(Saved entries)
*** Block opens ***

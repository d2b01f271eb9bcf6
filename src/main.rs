//! JTL CLI - expand JSON templates from the command line

use anyhow::{Context, Result};
use clap::{Parser, Subcommand, ValueEnum};
use tracing_subscriber::EnvFilter;

mod cli;

use jtl::{format_template_error, ExpandOptions, Template, TemplateError};

#[derive(Parser)]
#[command(name = "jtl")]
#[command(about = "JSON Template Language - expand JSON documents containing {{ }} expressions", long_about = None)]
#[command(version)]
struct Cli {
    #[command(subcommand)]
    command: Commands,

    /// Enable verbose output
    #[arg(short, long, global = true)]
    verbose: bool,
}

#[derive(Subcommand)]
enum Commands {
    /// Expand a template and print the result
    Expand {
        /// Template file (JSON, YAML or TOML; `-` reads JSON from stdin)
        template: String,

        /// Parameter file (JSON, YAML or TOML)
        #[arg(short, long)]
        params: Option<String>,

        /// Set a single parameter, e.g. `--set count=3`
        #[arg(long = "set", value_name = "KEY=VALUE")]
        set: Vec<String>,

        /// Render undefined interpolations as null instead of failing
        #[arg(long)]
        undefined_as_null: bool,

        /// Output format
        #[arg(short, long, value_enum, default_value_t = OutputFormat::Json)]
        format: OutputFormat,

        /// Print JSON on a single line
        #[arg(long)]
        compact: bool,
    },

    /// Parse a template and report syntax errors
    Check {
        /// Template file
        template: String,
    },

    /// Print the parsed template tree as JSON
    Ast {
        /// Template file
        template: String,
    },

    /// Print the token stream of a template
    Tokens {
        /// Template file
        template: String,
    },
}

#[derive(Clone, Copy, Debug, PartialEq, Eq, ValueEnum)]
enum OutputFormat {
    Json,
    Yaml,
}

fn main() {
    let cli = Cli::parse();
    init_logging(cli.verbose);

    if let Err(err) = run(cli) {
        match err.downcast_ref::<TemplateError>() {
            Some(template_err) => eprint!("{}", format_template_error(template_err)),
            None => cli::error(&format!("{:#}", err)),
        }
        std::process::exit(1);
    }
}

/// `JTL_LOG` takes precedence; `--verbose` raises the default to debug
fn init_logging(verbose: bool) {
    let default = if verbose { "debug" } else { "warn" };
    let filter = EnvFilter::try_from_env("JTL_LOG").unwrap_or_else(|_| EnvFilter::new(default));

    tracing_subscriber::fmt()
        .with_env_filter(filter)
        .with_target(false)
        .with_writer(std::io::stderr)
        .init();
}

fn run(cli: Cli) -> Result<()> {
    match cli.command {
        Commands::Expand {
            template,
            params,
            set,
            undefined_as_null,
            format,
            compact,
        } => {
            let compiled = compile(&template)?;
            let base = params.as_deref().map(cli::load_document).transpose()?;
            let params = cli::build_params(base, &set)?;
            let options = ExpandOptions {
                convert_undefined_to_null: undefined_as_null,
            };

            let output = compiled.render_with(&params, &options)?;
            tracing::debug!("expanded {}", template);

            match format {
                OutputFormat::Json if compact => println!("{}", serde_json::to_string(&output)?),
                OutputFormat::Json => println!("{}", serde_json::to_string_pretty(&output)?),
                OutputFormat::Yaml => print!("{}", serde_yaml::to_string(&output)?),
            }
        }

        Commands::Check { template } => {
            let compiled = compile(&template)?;
            cli::success(&format!(
                "{} is valid ({} tokens)",
                template,
                compiled.tokens().len()
            ));
        }

        Commands::Ast { template } => {
            let compiled = compile(&template)?;
            println!("{}", serde_json::to_string_pretty(compiled.ast())?);
        }

        Commands::Tokens { template } => {
            let document = cli::load_document(&template)?;
            for (index, token) in jtl::to_tokens(&document).iter().enumerate() {
                println!("{}", cli::format_token(index, token));
            }
        }
    }

    Ok(())
}

fn compile(path: &str) -> Result<Template> {
    let document = cli::load_document(path)?;
    Template::compile(document)
        .map_err(anyhow::Error::from)
        .with_context(|| format!("Failed to compile template: {}", path))
}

*** Block closes ***

# Required action:
Restate each record word for word.

# Expected answer:
repository d2b01f271eb9bcf6
filename src/main.rs
//! JTL CLI - expand JSON templates from the command line

use anyhow::{Context, Result};
use clap::{Parser, Subcommand, ValueEnum};
use tracing_subscriber::EnvFilter;

mod cli;

use jtl::{format_template_error, ExpandOptions, Template, TemplateError};

#[derive(Parser)]
#[command(name = "jtl")]
#[command(about = "JSON Template Language - expand JSON documents containing {{ }} expressions", long_about = None)]
#[command(version)]
struct Cli {
    #[command(subcommand)]
    command: Commands,

    /// Enable verbose output
    #[arg(short, long, global = true)]
    verbose: bool,
}

#[derive(Subcommand)]
enum Commands {
    /// Expand a template and print the result
    Expand {
        /// Template file (JSON, YAML or TOML; `-` reads JSON from stdin)
        template: String,

        /// Parameter file (JSON, YAML or TOML)
        #[arg(short, long)]
        params: Option<String>,

        /// Set a single parameter, e.g. `--set count=3`
        #[arg(long = "set", value_name = "KEY=VALUE")]
        set: Vec<String>,

        /// Render undefined interpolations as null instead of failing
        #[arg(long)]
        undefined_as_null: bool,

        /// Output format
        #[arg(short, long, value_enum, default_value_t = OutputFormat::Json)]
        format: OutputFormat,

        /// Print JSON on a single line
        #[arg(long)]
        compact: bool,
    },

    /// Parse a template and report syntax errors
    Check {
        /// Template file
        template: String,
    },

    /// Print the parsed template tree as JSON
    Ast {
        /// Template file
        template: String,
    },

    /// Print the token stream of a template
    Tokens {
        /// Template file
        template: String,
    },
}

#[derive(Clone, Copy, Debug, PartialEq, Eq, ValueEnum)]
enum OutputFormat {
    Json,
    Yaml,
}

fn main() {
    let cli = Cli::parse();
    init_logging(cli.verbose);

    if let Err(err) = run(cli) {
        match err.downcast_ref::<TemplateError>() {
            Some(template_err) => eprint!("{}", format_template_error(template_err)),
            None => cli::error(&format!("{:#}", err)),
        }
        std::process::exit(1);
    }
}

/// `JTL_LOG` takes precedence; `--verbose` raises the default to debug
fn init_logging(verbose: bool) {
    let default = if verbose { "debug" } else { "warn" };
    let filter = EnvFilter::try_from_env("JTL_LOG").unwrap_or_else(|_| EnvFilter::new(default));

    tracing_subscriber::fmt()
        .with_env_filter(filter)
        .with_target(false)
        .with_writer(std::io::stderr)
        .init();
}

fn run(cli: Cli) -> Result<()> {
    match cli.command {
        Commands::Expand {
            template,
            params,
            set,
            undefined_as_null,
            format,
            compact,
        } => {
            let compiled = compile(&template)?;
            let base = params.as_deref().map(cli::load_document).transpose()?;
            let params = cli::build_params(base, &set)?;
            let options = ExpandOptions {
                convert_undefined_to_null: undefined_as_null,
            };

            let output = compiled.render_with(&params, &options)?;
            tracing::debug!("expanded {}", template);

            match format {
                OutputFormat::Json if compact => println!("{}", serde_json::to_string(&output)?),
                OutputFormat::Json => println!("{}", serde_json::to_string_pretty(&output)?),
                OutputFormat::Yaml => print!("{}", serde_yaml::to_string(&output)?),
            }
        }

        Commands::Check { template } => {
            let compiled = compile(&template)?;
            cli::success(&format!(
                "{} is valid ({} tokens)",
                template,
                compiled.tokens().len()
            ));
        }

        Commands::Ast { template } => {
            let compiled = compile(&template)?;
            println!("{}", serde_json::to_string_pretty(compiled.ast())?);
        }

        Commands::Tokens { template } => {
            let document = cli::load_document(&template)?;
            for (index, token) in jtl::to_tokens(&document).iter().enumerate() {
                println!("{}", cli::format_token(index, token));
            }
        }
    }

    Ok(())
}

fn compile(path: &str) -> Result<Template> {
    let document = cli::load_document(path)?;
    Template::compile(document)
        .map_err(anyhow::Error::from)
        .with_context(|| format!("Failed to compile template: {}", path))
}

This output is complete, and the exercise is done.